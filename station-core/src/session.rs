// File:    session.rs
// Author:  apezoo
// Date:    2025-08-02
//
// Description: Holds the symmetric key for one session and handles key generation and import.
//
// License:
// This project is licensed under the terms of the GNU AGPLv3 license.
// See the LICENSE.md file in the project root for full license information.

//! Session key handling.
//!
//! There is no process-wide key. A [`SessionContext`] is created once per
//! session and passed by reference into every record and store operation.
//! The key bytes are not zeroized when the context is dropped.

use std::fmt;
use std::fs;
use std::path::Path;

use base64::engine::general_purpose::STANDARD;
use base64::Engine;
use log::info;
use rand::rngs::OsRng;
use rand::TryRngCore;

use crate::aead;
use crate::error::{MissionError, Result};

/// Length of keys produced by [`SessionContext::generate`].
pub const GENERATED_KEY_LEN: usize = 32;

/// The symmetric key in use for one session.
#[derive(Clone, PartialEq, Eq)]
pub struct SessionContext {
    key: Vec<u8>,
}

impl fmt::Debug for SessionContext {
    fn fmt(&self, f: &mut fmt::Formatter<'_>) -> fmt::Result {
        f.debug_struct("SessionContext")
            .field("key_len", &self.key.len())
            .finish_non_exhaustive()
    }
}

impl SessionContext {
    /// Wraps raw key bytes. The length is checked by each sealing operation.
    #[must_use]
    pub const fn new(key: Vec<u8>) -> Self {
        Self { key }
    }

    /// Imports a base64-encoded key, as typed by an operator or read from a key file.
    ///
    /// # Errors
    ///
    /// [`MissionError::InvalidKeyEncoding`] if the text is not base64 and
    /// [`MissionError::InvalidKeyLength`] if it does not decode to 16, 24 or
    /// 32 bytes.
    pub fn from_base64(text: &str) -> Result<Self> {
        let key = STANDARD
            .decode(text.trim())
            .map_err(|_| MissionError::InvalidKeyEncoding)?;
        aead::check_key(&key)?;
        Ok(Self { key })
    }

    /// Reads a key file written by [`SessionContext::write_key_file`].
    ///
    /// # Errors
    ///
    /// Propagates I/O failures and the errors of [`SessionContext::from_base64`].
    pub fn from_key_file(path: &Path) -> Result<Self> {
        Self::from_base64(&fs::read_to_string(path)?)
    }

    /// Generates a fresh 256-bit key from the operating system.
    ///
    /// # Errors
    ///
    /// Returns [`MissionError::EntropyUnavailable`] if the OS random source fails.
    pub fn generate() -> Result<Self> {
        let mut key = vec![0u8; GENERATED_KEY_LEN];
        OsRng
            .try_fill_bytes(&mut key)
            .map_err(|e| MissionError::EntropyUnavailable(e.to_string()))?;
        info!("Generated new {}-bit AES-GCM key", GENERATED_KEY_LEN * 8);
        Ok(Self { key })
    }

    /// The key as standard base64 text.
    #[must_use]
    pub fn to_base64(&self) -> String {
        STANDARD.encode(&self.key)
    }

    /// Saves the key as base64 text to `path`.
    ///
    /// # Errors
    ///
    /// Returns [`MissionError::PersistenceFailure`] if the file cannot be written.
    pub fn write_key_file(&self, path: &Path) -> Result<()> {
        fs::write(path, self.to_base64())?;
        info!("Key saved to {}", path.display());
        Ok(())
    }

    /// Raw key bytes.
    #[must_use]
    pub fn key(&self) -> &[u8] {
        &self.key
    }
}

▶ [Task to carry out]
Each line above that contains "InvalidKeyEncoding" must be copied out.

▶ [Exercise response]
    /// [`MissionError::InvalidKeyEncoding`] if the text is not base64 and
            .map_err(|_| MissionError::InvalidKeyEncoding)?;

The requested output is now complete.